Analyzing the UncertaintyForest Class by Reproducing Posterior Estimates

This set of four tutorials (uncertaintyforest_running_example.ipynb, uncertaintyforest_posteriorestimates.ipynb, uncertaintyforest_conditionalentropyestimates.ipynb, and uncertaintyforest_mutualinformationestimates.ipynb) will explain the UncertaintyForest class. After following these tutorials, you should have the ability to run UncertaintyForest on your own machine and generate Figures 1, 2, and 3 from this paper, which help you to visualize a comparison of the estimated posteriors and conditional entropy values for several different algorithms.

If you haven’t seen it already, take a look at other tutorials to setup and install the ProgLearn package: installation_guide.ipynb.

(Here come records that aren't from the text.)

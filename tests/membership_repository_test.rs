use chrono::{Duration, Utc};
use sqlx::SqlitePool;
use uuid::Uuid;

use gymledger::{
    domain::{
        CreateMemberRequest, CreateMembershipRequest, MembershipRenewal, MembershipStatus,
    },
    error::AppError,
    repository::{
        MemberRepository, MembershipRepository, SqliteMemberRepository,
        SqliteMembershipRepository,
    },
    service::billing,
};

async fn setup() -> anyhow::Result<SqlitePool> {
    let pool = SqlitePool::connect(":memory:").await?;
    sqlx::migrate!("./migrations").run(&pool).await?;
    Ok(pool)
}

#[tokio::test]
async fn membership_crud_and_toggles() -> anyhow::Result<()> {
    let pool = setup().await?;
    let member_repo = SqliteMemberRepository::new(pool.clone());
    let repo = SqliteMembershipRepository::new(pool.clone());

    let gym_id = Uuid::new_v4();
    let member = member_repo
        .create(CreateMemberRequest {
            gym_id,
            email: "test@example.com".to_string(),
            full_name: "Test Member".to_string(),
        })
        .await?;

    let today = Utc::now().date_naive();
    let membership = repo
        .create(CreateMembershipRequest {
            member_id: member.id,
            activity_id: None,
            activity_name: "Spinning".to_string(),
            cost_cents: 4000,
            auto_renewal: true,
            start_date: today,
            end_date: today + Duration::days(30),
            max_attendances: 12,
        })
        .await?;

    assert_eq!(membership.status, MembershipStatus::Active);
    assert_eq!(membership.current_attendances, 0);
    assert_eq!(membership.version, 0);
    assert!(!membership.renewed_automatically);

    let found = repo.find_by_id(member.id, membership.id).await?;
    assert!(found.is_some());

    let listed = repo.list_for_member(member.id).await?;
    assert_eq!(listed.len(), 1);

    // Manual admin toggles bump the version so in-flight renewals conflict.
    let paused = repo
        .update_status(member.id, membership.id, MembershipStatus::Paused)
        .await?;
    assert_eq!(paused.status, MembershipStatus::Paused);
    assert_eq!(paused.version, 1);

    let toggled = repo.set_auto_renewal(member.id, membership.id, false).await?;
    assert!(!toggled.auto_renewal);
    assert_eq!(toggled.version, 2);

    Ok(())
}

#[tokio::test]
async fn create_rejects_inverted_date_range() -> anyhow::Result<()> {
    let pool = setup().await?;
    let member_repo = SqliteMemberRepository::new(pool.clone());
    let repo = SqliteMembershipRepository::new(pool.clone());

    let member = member_repo
        .create(CreateMemberRequest {
            gym_id: Uuid::new_v4(),
            email: "test@example.com".to_string(),
            full_name: "Test Member".to_string(),
        })
        .await?;

    let today = Utc::now().date_naive();
    let result = repo
        .create(CreateMembershipRequest {
            member_id: member.id,
            activity_id: None,
            activity_name: "Spinning".to_string(),
            cost_cents: 4000,
            auto_renewal: true,
            start_date: today,
            end_date: today - Duration::days(1),
            max_attendances: 12,
        })
        .await;

    assert!(matches!(result, Err(AppError::BadRequest(_))));

    Ok(())
}

#[tokio::test]
async fn renewal_write_is_conditional_on_version() -> anyhow::Result<()> {
    let pool = setup().await?;
    let member_repo = SqliteMemberRepository::new(pool.clone());
    let repo = SqliteMembershipRepository::new(pool.clone());

    let member = member_repo
        .create(CreateMemberRequest {
            gym_id: Uuid::new_v4(),
            email: "test@example.com".to_string(),
            full_name: "Test Member".to_string(),
        })
        .await?;

    let today = Utc::now().date_naive();
    let membership = repo
        .create(CreateMembershipRequest {
            member_id: member.id,
            activity_id: None,
            activity_name: "Spinning".to_string(),
            cost_cents: 4000,
            auto_renewal: true,
            start_date: today - Duration::days(30),
            end_date: today - Duration::days(1),
            max_attendances: 12,
        })
        .await?;

    let renewal = MembershipRenewal {
        member_id: member.id,
        membership_id: membership.id,
        new_start: today,
        new_end: billing::add_calendar_month(today).unwrap(),
        new_cost_cents: 4000,
        renewal_date: Utc::now(),
        expected_version: membership.version,
    };

    let renewed = repo.apply_renewal(&renewal, None).await?;
    assert_eq!(renewed.version, membership.version + 1);
    assert_eq!(renewed.end_date, billing::add_calendar_month(today).unwrap());
    assert!(renewed.renewed_automatically);

    // Replaying the same renewal against the stale version is refused.
    let stale = repo.apply_renewal(&renewal, None).await;
    assert!(matches!(stale, Err(AppError::Conflict(_))));

    Ok(())
}
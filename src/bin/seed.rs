use chrono::{Duration, Utc};
use sqlx::sqlite::SqlitePoolOptions;
use uuid::Uuid;

use gymledger::{
    domain::{
        CreateActivityRequest, CreateMemberRequest, CreateMembershipPlanRequest,
        CreateMembershipRequest, MemberStatus,
    },
    repository::{
        ActivityRepository, MemberRepository, MembershipRepository, SqliteActivityRepository,
        SqliteMemberRepository, SqliteMembershipRepository,
    },
};

#[tokio::main]
async fn main() -> anyhow::Result<()> {
    println!("Starting database seeding...");

    // Initialize database connection
    let database_url =
        std::env::var("DATABASE_URL").unwrap_or_else(|_| "sqlite:gymledger.db".to_string());

    let db_pool = SqlitePoolOptions::new()
        .max_connections(5)
        .connect(&database_url)
        .await?;

    // Run migrations first
    println!("Running migrations...");
    sqlx::migrate!("./migrations").run(&db_pool).await?;

    let member_repo = SqliteMemberRepository::new(db_pool.clone());
    let activity_repo = SqliteActivityRepository::new(db_pool.clone());
    let membership_repo = SqliteMembershipRepository::new(db_pool.clone());

    let gym_id = Uuid::new_v4();
    println!("Seeding demo gym {}", gym_id);

    // Activities
    println!("Creating activities...");
    let spinning = activity_repo
        .create(CreateActivityRequest {
            gym_id,
            name: "Spinning".to_string(),
            price_cents: Some(4500),
            cost_cents: None,
            monthly_price_cents: None,
        })
        .await?;

    let crossfit = activity_repo
        .create(CreateActivityRequest {
            gym_id,
            name: "Crossfit".to_string(),
            price_cents: None,
            cost_cents: None,
            monthly_price_cents: Some(6000),
        })
        .await?;

    // Yoga carries no price on the activity record; pricing falls back to
    // its membership plan.
    let yoga = activity_repo
        .create(CreateActivityRequest {
            gym_id,
            name: "Yoga".to_string(),
            price_cents: None,
            cost_cents: None,
            monthly_price_cents: None,
        })
        .await?;

    activity_repo
        .create_plan(CreateMembershipPlanRequest {
            gym_id,
            activity_id: yoga.id,
            name: "Yoga monthly".to_string(),
            cost_cents: 3800,
        })
        .await?;

    // Members
    println!("Creating members...");
    let alice = member_repo
        .create(CreateMemberRequest {
            gym_id,
            email: "alice@example.com".to_string(),
            full_name: "Alice Johnson".to_string(),
        })
        .await?;

    let bob = member_repo
        .create(CreateMemberRequest {
            gym_id,
            email: "bob@example.com".to_string(),
            full_name: "Bob Martinez".to_string(),
        })
        .await?;

    let carol = member_repo
        .create(CreateMemberRequest {
            gym_id,
            email: "carol@example.com".to_string(),
            full_name: "Carol Osei".to_string(),
        })
        .await?;
    member_repo
        .update_status(carol.id, MemberStatus::Suspended)
        .await?;

    let today = Utc::now().date_naive();

    // Memberships: one expired (picked up by the next renewal run), one
    // expiring soon, one on a suspended member that renewal must skip.
    println!("Creating memberships...");
    membership_repo
        .create(CreateMembershipRequest {
            member_id: alice.id,
            activity_id: Some(spinning.id),
            activity_name: spinning.name.clone(),
            cost_cents: 4000,
            auto_renewal: true,
            start_date: today - Duration::days(40),
            end_date: today - Duration::days(10),
            max_attendances: 12,
        })
        .await?;

    membership_repo
        .create(CreateMembershipRequest {
            member_id: alice.id,
            activity_id: Some(yoga.id),
            activity_name: yoga.name.clone(),
            cost_cents: 3800,
            auto_renewal: true,
            start_date: today - Duration::days(25),
            end_date: today + Duration::days(5),
            max_attendances: 8,
        })
        .await?;

    membership_repo
        .create(CreateMembershipRequest {
            member_id: bob.id,
            activity_id: Some(crossfit.id),
            activity_name: crossfit.name.clone(),
            cost_cents: 6000,
            auto_renewal: false,
            start_date: today - Duration::days(20),
            end_date: today + Duration::days(10),
            max_attendances: 16,
        })
        .await?;

    membership_repo
        .create(CreateMembershipRequest {
            member_id: carol.id,
            activity_id: Some(spinning.id),
            activity_name: spinning.name.clone(),
            cost_cents: 4500,
            auto_renewal: true,
            start_date: today - Duration::days(60),
            end_date: today - Duration::days(30),
            max_attendances: 12,
        })
        .await?;

    println!("Seeding complete.");
    println!("  gym id: {}", gym_id);
    println!("  run the renewal batch: POST /api/gyms/{}/renewals/run", gym_id);

    Ok(())
}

Goal: Run the UncertaintyForest class to produce a figure that compares estimated posteriors for the UncertaintyForest, CART, and IRF algorithms, as in Figure 1 fromthis paper

Import Required Packages

[1]:
import numpy as np

from sklearn.ensemble import RandomForestClassifier
from sklearn.calibration import CalibratedClassifierCV

from proglearn.forest import UncertaintyForest
from functions.unc_forest_tutorials_functions import estimate_posterior, plot_fig1

Specify Parameters

[2]:
# The following are two sets of parameters.
# The first are those that were actually used to produce Figure 1.
# These take a long time to actually run since there are 6000 data points.
# Below those, you'll find some scaled-down parameters so that you can see the results more quickly.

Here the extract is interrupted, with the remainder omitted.